Plotting metrics at the end of episode on Wandb

Hi Everyone,

I’m running ray.tune with PBT and DQN on a custom environment, which calculates many metrics at the end of each episode. Given that the default Wandb callback plot the metrics at the end of each step for each trial, which consists of many episodes, I was wondering what is a recommended way to plot the metrics at the end of each episode.

More specifically, I have a custom callback based on the Rllib DefaultCallback to calculate the metrics on at the end of each episode. Since all the metrics on a step by step basis in an episode is available there, how can I plot those values, e.g: histograms/plots, on Wandb while running ray tune trials?

Thanks in advance!

P.s: if this question should be moved to Rllib instead, please let me know!
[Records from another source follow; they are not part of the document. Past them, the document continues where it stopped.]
//! Layout store: the single owner of the layout and the selection.
//!
//! Every mutation either applies completely or leaves the layout untouched.
//! Placement edits (add, reposition, rescale) are tested against all other
//! modules with the bounding-box predicate before anything is written.

use crate::models::{Axis, Layout, Module, ModuleId, ModuleType};
use crate::services::collision::Footprint;
use thiserror::Error;
use tracing::debug;

/// Errors reported by [`LayoutStore`] mutations.
#[derive(Debug, Clone, PartialEq, Eq, Error)]
pub enum StoreError {
    /// The candidate geometry overlaps an existing module.
    ///
    /// Carries no detail; use [`Layout::colliding_with`] to find the
    /// conflicting modules.
    #[error("Cannot place module here: it would overlap another module")]
    Collision,
    /// No module with this id is placed.
    #[error("Module {0} not found")]
    ModuleNotFound(ModuleId),
    /// A coordinate, angle or scale outside its domain.
    #[error("Invalid value: {0}")]
    InvalidValue(String),
}

/// Result alias for store operations.
pub type StoreResult<T> = std::result::Result<T, StoreError>;

/// Owns the [`Layout`] and the ephemeral selection.
#[derive(Debug, Clone, Default, PartialEq)]
pub struct LayoutStore {
    layout: Layout,
    selection: Option<ModuleId>,
}

impl LayoutStore {
    /// Creates a store with an empty layout and no selection.
    #[must_use]
    pub fn new() -> Self {
        Self::default()
    }

    /// Creates a store over an existing layout, with no selection.
    #[must_use]
    pub fn from_layout(layout: Layout) -> Self {
        Self {
            layout,
            selection: None,
        }
    }

    /// Current layout snapshot.
    #[must_use]
    pub const fn layout(&self) -> &Layout {
        &self.layout
    }

    /// Consumes the store, returning its layout.
    #[must_use]
    pub fn into_layout(self) -> Layout {
        self.layout
    }

    /// Currently selected module id, if any.
    #[must_use]
    pub const fn selection(&self) -> Option<ModuleId> {
        self.selection
    }

    /// Currently selected module, if any.
    #[must_use]
    pub fn selected_module(&self) -> Option<&Module> {
        self.selection.and_then(|id| self.layout.get(id))
    }

    /// Changes the selection (click events from the display layer).
    ///
    /// `None` clears it. Returns `false` and leaves the selection unchanged
    /// when `id` is not placed.
    pub fn select(&mut self, id: Option<ModuleId>) -> bool {
        match id {
            Some(id) if !self.layout.contains(id) => false,
            _ => {
                self.selection = id;
                true
            }
        }
    }

    /// Adds a module of `module_type` at the origin with scale 1.
    ///
    /// On success the module is appended and selected.
    ///
    /// # Errors
    ///
    /// [`StoreError::Collision`] if the origin cube overlaps an existing module.
    pub fn add_module(&mut self, module_type: ModuleType) -> StoreResult<ModuleId> {
        let module = Module::new(module_type);
        if self
            .layout
            .collides_with_any(&Footprint::from(&module), None)
        {
            debug!(%module_type, "add rejected: origin is occupied");
            return Err(StoreError::Collision);
        }

        let id = module.id;
        self.layout.push(module);
        self.selection = Some(id);
        debug!(%id, %module_type, "module added");
        Ok(id)
    }

    /// Removes a module unconditionally.
    ///
    /// Unknown ids are a no-op returning `None`. Clears the selection when
    /// the removed module was selected.
    pub fn delete_module(&mut self, id: ModuleId) -> Option<Module> {
        let removed = self.layout.remove(id)?;
        if self.selection == Some(id) {
            self.selection = None;
        }
        debug!(%id, "module deleted");
        Some(removed)
    }

    /// Moves a module along one axis to `value`.
    ///
    /// # Errors
    ///
    /// - [`StoreError::ModuleNotFound`] for unknown ids
    /// - [`StoreError::InvalidValue`] for a non-finite coordinate
    /// - [`StoreError::Collision`] if the moved cube overlaps another module
    pub fn reposition_module(&mut self, id: ModuleId, axis: Axis, value: f64) -> StoreResult<()> {
        let current = self.layout.get(id).ok_or(StoreError::ModuleNotFound(id))?;
        if !value.is_finite() {
            return Err(StoreError::InvalidValue(format!(
                "position {axis} must be a finite number, got {value}"
            )));
        }

        let candidate = Footprint::new(current.position.with(axis, value), current.scale);
        if self.layout.collides_with_any(&candidate, Some(id)) {
            debug!(%id, %axis, value, "reposition rejected: collision");
            return Err(StoreError::Collision);
        }

        if let Some(module) = self.layout.get_mut(id) {
            module.position = candidate.position;
        }
        debug!(%id, %axis, value, "module repositioned");
        Ok(())
    }

    /// Sets one rotation component, given in degrees.
    ///
    /// Rotation never takes part in collision detection.
    ///
    /// # Errors
    ///
    /// - [`StoreError::ModuleNotFound`] for unknown ids
    /// - [`StoreError::InvalidValue`] for a non-finite angle
    pub fn rotate_module(&mut self, id: ModuleId, axis: Axis, degrees: f64) -> StoreResult<()> {
        let module = self
            .layout
            .get_mut(id)
            .ok_or(StoreError::ModuleNotFound(id))?;
        if !degrees.is_finite() {
            return Err(StoreError::InvalidValue(format!(
                "rotation {axis} must be a finite number of degrees, got {degrees}"
            )));
        }
        module.set_rotation_degrees(axis, degrees);
        debug!(%id, %axis, degrees, "module rotated");
        Ok(())
    }

    /// Rescales a module, recomputing its cost, mass and volume.
    ///
    /// # Errors
    ///
    /// - [`StoreError::ModuleNotFound`] for unknown ids
    /// - [`StoreError::InvalidValue`] unless `scale` is finite and positive
    /// - [`StoreError::Collision`] if the rescaled cube overlaps another module
    pub fn rescale_module(&mut self, id: ModuleId, scale: f64) -> StoreResult<()> {
        let current = self.layout.get(id).ok_or(StoreError::ModuleNotFound(id))?;
        if !(scale.is_finite() && scale > 0.0) {
            return Err(StoreError::InvalidValue(format!(
                "scale must be a positive number, got {scale}"
            )));
        }

        let candidate = Footprint::new(current.position, scale);
        if self.layout.collides_with_any(&candidate, Some(id)) {
            debug!(%id, scale, "rescale rejected: collision");
            return Err(StoreError::Collision);
        }

        if let Some(module) = self.layout.get_mut(id) {
            module.set_scale(scale);
        }
        debug!(%id, scale, "module rescaled");
        Ok(())
    }

    /// Replaces the whole layout (used by load) and clears the selection.
    pub fn replace_layout(&mut self, layout: Layout) {
        self.layout = layout;
        self.selection = None;
    }
}

#[cfg(test)]
mod tests {
    use super::*;
    use crate::models::Vec3;

    /// Adds a module and moves it to `x` along the x axis.
    fn place(store: &mut LayoutStore, module_type: ModuleType, x: f64) -> ModuleId {
        let id = store.add_module(module_type).unwrap();
        store.reposition_module(id, Axis::X, x).unwrap();
        id
    }

    #[test]
    fn test_add_module_selects_new_module() {
        let mut store = LayoutStore::new();
        let id = store.add_module(ModuleType::Dormitory).unwrap();

        assert_eq!(store.layout().len(), 1);
        assert_eq!(store.selection(), Some(id));
        let module = store.selected_module().unwrap();
        assert_eq!(module.position, Vec3::ZERO);
        assert_eq!(module.scale, 1.0);
        assert_eq!(module.cost, 45.0);
    }

    #[test]
    fn test_add_module_rejected_when_origin_occupied() {
        let mut store = LayoutStore::new();
        let first = store.add_module(ModuleType::Dormitory).unwrap();
        let before = store.clone();

        let result = store.add_module(ModuleType::Storage);
        assert_eq!(result, Err(StoreError::Collision));
        assert_eq!(store, before);
        assert_eq!(store.selection(), Some(first));
    }

    #[test]
    fn test_add_module_after_moving_first_away() {
        let mut store = LayoutStore::new();
        let first = place(&mut store, ModuleType::Dormitory, 10.0);
        let second = store.add_module(ModuleType::LifeSupport).unwrap();

        assert_eq!(store.layout().len(), 2);
        assert!(store.layout().contains(first));
        assert_eq!(store.selection(), Some(second));
    }

    #[test]
    fn test_reposition_collision_leaves_layout_unchanged() {
        let mut store = LayoutStore::new();
        place(&mut store, ModuleType::Dormitory, 10.0);
        let moving = store.add_module(ModuleType::Storage).unwrap();
        let before = store.clone();

        let result = store.reposition_module(moving, Axis::X, 8.0);
        assert_eq!(result, Err(StoreError::Collision));
        assert_eq!(store, before);
    }

    #[test]
    fn test_reposition_only_changes_given_axis() {
        let mut store = LayoutStore::new();
        let id = store.add_module(ModuleType::Laboratory).unwrap();
        store.reposition_module(id, Axis::Y, 3.5).unwrap();
        store.reposition_module(id, Axis::Z, -2.0).unwrap();

        let module = store.layout().get(id).unwrap();
        assert_eq!(module.position, Vec3::new(0.0, 3.5, -2.0));
    }

    #[test]
    fn test_reposition_rejects_non_finite() {
        let mut store = LayoutStore::new();
        let id = store.add_module(ModuleType::Laboratory).unwrap();
        assert!(matches!(
            store.reposition_module(id, Axis::X, f64::NAN),
            Err(StoreError::InvalidValue(_))
        ));
        assert_eq!(store.layout().get(id).unwrap().position, Vec3::ZERO);
    }

    #[test]
    fn test_rotate_never_collides() {
        let mut store = LayoutStore::new();
        let a = place(&mut store, ModuleType::Dormitory, 4.0);
        let b = store.add_module(ModuleType::Dormitory).unwrap();

        store.rotate_module(a, Axis::Y, 45.0).unwrap();
        store.rotate_module(b, Axis::X, 90.0).unwrap();

        let rotated = store.layout().get(b).unwrap();
        assert!((rotated.rotation.x - std::f64::consts::FRAC_PI_2).abs() < 1e-12);
    }

    #[test]
    fn test_rotate_unknown_module() {
        let mut store = LayoutStore::new();
        let missing = ModuleId::new();
        assert_eq!(
            store.rotate_module(missing, Axis::Z, 10.0),
            Err(StoreError::ModuleNotFound(missing))
        );
    }

    #[test]
    fn test_rescale_recomputes_from_spec() {
        let mut store = LayoutStore::new();
        let id = store.add_module(ModuleType::LifeSupport).unwrap();

        store.rescale_module(id, 2.0).unwrap();
        let module = store.layout().get(id).unwrap();
        assert_eq!(module.cost, 1200.0);
        assert_eq!(module.mass, 96000.0);
        assert_eq!(module.volume, 640.0);

        store.rescale_module(id, 0.5).unwrap();
        let module = store.layout().get(id).unwrap();
        assert_eq!(module.cost, 18.75);
        assert_eq!(module.mass, 1500.0);
        assert_eq!(module.volume, 10.0);
    }

    #[test]
    fn test_rescale_collision_keeps_scale() {
        let mut store = LayoutStore::new();
        place(&mut store, ModuleType::Dormitory, 5.0);
        let id = store.add_module(ModuleType::Storage).unwrap();
        let before = store.clone();

        // (4*1.6 + 4)/2 = 5.2 > 5
        assert_eq!(store.rescale_module(id, 1.6), Err(StoreError::Collision));
        assert_eq!(store, before);

        // (4*1.4 + 4)/2 = 4.8 < 5
        store.rescale_module(id, 1.4).unwrap();
        assert_eq!(store.layout().get(id).unwrap().scale, 1.4);
    }

    #[test]
    fn test_rescale_rejects_non_positive() {
        let mut store = LayoutStore::new();
        let id = store.add_module(ModuleType::Storage).unwrap();
        for bad in [0.0, -1.0, f64::INFINITY, f64::NAN] {
            assert!(matches!(
                store.rescale_module(id, bad),
                Err(StoreError::InvalidValue(_))
            ));
        }
        assert_eq!(store.layout().get(id).unwrap().scale, 1.0);
    }

    #[test]
    fn test_delete_selected_clears_selection() {
        let mut store = LayoutStore::new();
        let id = store.add_module(ModuleType::Airlock).unwrap();
        assert!(store.delete_module(id).is_some());
        assert_eq!(store.selection(), None);
        assert!(store.layout().is_empty());
    }

    #[test]
    fn test_delete_other_preserves_selection() {
        let mut store = LayoutStore::new();
        let other = place(&mut store, ModuleType::Airlock, 10.0);
        let selected = store.add_module(ModuleType::Greenhouse).unwrap();

        store.delete_module(other);
        assert_eq!(store.selection(), Some(selected));
    }

    #[test]
    fn test_delete_unknown_is_noop() {
        let mut store = LayoutStore::new();
        store.add_module(ModuleType::Airlock).unwrap();
        let before = store.clone();

        assert!(store.delete_module(ModuleId::new()).is_none());
        assert_eq!(store, before);
    }

    #[test]
    fn test_select_unknown_keeps_selection() {
        let mut store = LayoutStore::new();
        let id = store.add_module(ModuleType::Airlock).unwrap();
        assert!(!store.select(Some(ModuleId::new())));
        assert_eq!(store.selection(), Some(id));
        assert!(store.select(None));
        assert_eq!(store.selection(), None);
        assert!(store.select(Some(id)));
        assert_eq!(store.selection(), Some(id));
    }

    #[test]
    fn test_replace_layout_clears_selection() {
        let mut store = LayoutStore::new();
        store.add_module(ModuleType::Airlock).unwrap();
        store.replace_layout(Layout::new());
        assert_eq!(store.selection(), None);
        assert!(store.layout().is_empty());
    }
}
Hi @NumberChiffre, we don’t support this out of the box.

Could you try something like this:

from ray.tune.registry import get_trainable_cls
from ray.tune.integration.wandb import WandbTrainableMixin

trainable_cls = get_trainable_cls("PPO")

class _WrappedTrainable(WandbTrainableMixin, trainable_cls):
    _name = trainable_cls.__name__ if hasattr(trainable_cls, "__name__") \
        else "wrapped_trainable"
    # ...

Then you should be able to just use wandb.log() in your rllib callback.

I haven’t tried this before, so let me know if this doesn’t work and I’m happy to look into it sometime.

Thanks for your reply @kai, I tried a few things:

Given I still use WandBLogger in just to display the metrics every step in the trial, do I need to do something like wandb.init() in the Trainable class? Also, I’m not sure how to pass the wandb objects in trainable onto the Rllib Callable class.

So then I would do the same for every call to on_episode_start() from Rllib Callable. If I run multiple trials for tuning, I can just add a counter to only run wandb.init() for every start of the episode. I just don’t know how to do it through WandbLoggerCallback, it seems log_trial_start() just starts after on_episode_start(), so that’s why I’m adding wandb.init() in the Rllib Callback. Also, in this case there is no need to wrap around a Trainable class.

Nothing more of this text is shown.